Nuclear Troubles Send French Winter Power Prices Soaring
By Michael Kern – Apr 19, 2023 https://oilprice.com/Latest-Energy-News/World-News/Nuclear-Troubles-Send-French-Winter-Power-Prices-Soaring.html
France’s power prices for early 2024 are double the German prices for next winter as the huge French nuclear fleet continues to show signs of weak output and availability.
The French power price for the first quarter of 2024 was at $455 (416 euros) per megawatt-hour (MWh) on Wednesday.

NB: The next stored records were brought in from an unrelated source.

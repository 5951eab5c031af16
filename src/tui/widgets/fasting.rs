use chrono::NaiveDate;
use ratatui::{
    layout::Rect,
    style::Modifier,
    text::{Line, Span},
    widgets::{Block, BorderType, Borders, Paragraph},
    Frame,
};

use crate::api::HijriLookup;
use crate::models::{FastingDay, FastingStatus, FastingSummary};
use crate::tui::theme;
use crate::utils::calendar::RamadanWindow;

const CELL_WIDTH: usize = 5;

#[allow(clippy::too_many_arguments)]
pub fn render(
    frame: &mut Frame,
    area: Rect,
    window: &RamadanWindow,
    season: &[HijriLookup],
    records: &[FastingDay],
    today: NaiveDate,
    cursor: usize,
    focused: bool,
) {
    let block = Block::default()
        .title(Span::styled(
            format!(" Fasting · Ramadan {} ", window.hijri_year),
            theme::gold(),
        ))
        .borders(Borders::ALL)
        .border_type(BorderType::Rounded)
        .border_style(theme::border(focused))
        .style(theme::surface());

    let status_of = |date: NaiveDate| {
        let key = date.format("%Y-%m-%d").to_string();
        records.iter().find(|r| r.date == key).map(|r| r.status)
    };

    let mut lines = vec![Line::from(Span::styled(
        "  Su   Mo   Tu   We   Th   Fr   Sa",
        theme::dim(),
    ))];

    let mut row = vec![Span::raw("  ")];
    let mut column = window.leading_blanks() as usize;
    row.push(Span::raw(" ".repeat(column * CELL_WIDTH)));

    for (i, lookup) in season.iter().enumerate() {
        let status = status_of(lookup.date);
        let icon = status.map(|s| s.icon()).unwrap_or(" ");
        let mut style = match status {
            Some(FastingStatus::Fasted) => theme::green(),
            Some(FastingStatus::Missed) => theme::red(),
            Some(FastingStatus::Exempt) => theme::amber(),
            None => theme::dim(),
        };
        if lookup.date == today {
            style = style.add_modifier(Modifier::BOLD | Modifier::UNDERLINED);
        }
        if focused && i == cursor {
            style = style.patch(theme::selected());
        }
        row.push(Span::styled(format!("{:>2}{} ", lookup.info.day, icon), style));
        row.push(Span::raw(" "));

        column += 1;
        if column % 7 == 0 {
            lines.push(Line::from(std::mem::take(&mut row)));
            row.push(Span::raw("  "));
        }
    }
    if row.len() > 1 {
        lines.push(Line::from(row));
    }

    let in_season: Vec<FastingDay> = records
        .iter()
        .filter(|r| r.naive_date().is_some_and(|d| window.contains(d)))
        .cloned()
        .collect();
    let summary = FastingSummary::from_days(&in_season);

    lines.push(Line::from(""));
    lines.push(Line::from(vec![
        Span::styled(format!("  ✓ {}  ", summary.fasted), theme::green()),
        Span::styled(format!("✗ {}  ", summary.missed), theme::red()),
        Span::styled(format!("– {}  ", summary.exempt), theme::amber()),
        Span::styled(summary.makeup_label(), theme::dim()),
    ]));

    if let Some(selected) = season.get(cursor) {
        let label = match status_of(selected.date) {
            Some(status) => status.as_str().to_string(),
            None => "not recorded".to_string(),
        };
        let notes = records
            .iter()
            .find(|r| r.naive_date() == Some(selected.date))
            .and_then(|r| r.notes.clone())
            .map(|n| format!(" · {}", n))
            .unwrap_or_default();
        lines.push(Line::from(Span::styled(
            format!(
                "  {} · {} {} · {}{}",
                selected.date.format("%a %b %-d"),
                selected.info.day,
                selected.info.month_name,
                label,
                notes
            ),
            if focused { theme::gold() } else { theme::dim() },
        )));
    }

    let paragraph = Paragraph::new(lines).block(block);
    frame.render_widget(paragraph, area);
}
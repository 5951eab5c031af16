use anyhow::Result;
use rusqlite::Connection;

pub fn run_migrations(conn: &Connection) -> Result<()> {
    conn.execute_batch("
        CREATE TABLE IF NOT EXISTS local_storage (
            key         TEXT PRIMARY KEY,
            value       TEXT NOT NULL,
            updated_at  TEXT DEFAULT (datetime('now'))
        );

        CREATE TABLE IF NOT EXISTS fetch_cache (
            key         TEXT PRIMARY KEY,
            body        TEXT NOT NULL,
            fetched_at  TEXT NOT NULL
        );
    ")?;
    Ok(())
}
use ratatui::{
    layout::{Alignment, Rect},
    text::{Line, Span},
    widgets::Paragraph,
    Frame,
};

use crate::tui::theme;

/// Outcome of the last action, shown in place of the key hints.
#[derive(Debug, Clone, PartialEq)]
pub enum Notice {
    Info(String),
    Error(String),
}

pub fn render(frame: &mut Frame, area: Rect, notice: Option<&Notice>) {
    let line = match notice {
        Some(Notice::Error(text)) => Line::from(Span::styled(format!("✗ {}", text), theme::red())),
        Some(Notice::Info(text)) => Line::from(Span::styled(text.as_str(), theme::green())),
        None => {
            let hints = [
                ("[Tab]", " focus  "),
                ("[Enter]", " act  "),
                ("[f/x/e/c]", " fast  "),
                ("[n/p]", " page  "),
                ("[a]", " adhkar  "),
                ("[t]", " theme  "),
                ("[?]", " help  "),
                ("[Esc]", " quit"),
            ];
            let mut spans = Vec::new();
            for (key, label) in hints {
                spans.push(Span::styled(key, theme::gold()));
                spans.push(Span::styled(label, theme::dim()));
            }
            Line::from(spans)
        }
    };

    let paragraph = Paragraph::new(line).alignment(Alignment::Center);
    frame.render_widget(paragraph, area);
}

That’s more than double the price for the same period in Germany, where the power price was at $185 (169 euros) per MWh for early 2024, according to data compiled by Bloomberg.
France has had troubles at many of its nuclear reactors, half of which have been shut down for repairs and maintenance at several times over the past year.
Germany, meanwhile, took its last three nuclear power plants offline on Saturday, ending more than six decades of commercial nuclear energy use, Germany ended the nuclear power era despite continued concerns about energy security and energy supply after the Russian invasion of Ukraine and the end of pipeline natural gas deliveries from Russia, which was the largest gas supplier to Europe’s biggest economy before the war.
In France, concerns about the operations at France’s large nuclear power fleet resurfaced last month after the French nuclear safety authority, ASN, told energy giant and large nuclear reactor operator EDF to review its program of reactor checks, following the finding of another crack at a nuclear power plant.
This led to an 8% one-day surge in French power prices for next year, the biggest jump since the end of January.
For much of last year, France’s nuclear power generation was well below capacity, as more than half of the country’s reactors were offline at one point in the autumn due to repairs or maintenance.
At the moment, French nuclear power plants are producing 17.5% less than the average output rate for 2020 and 2021. That’s down from 23% last year, so there is some progress, but concerns remain.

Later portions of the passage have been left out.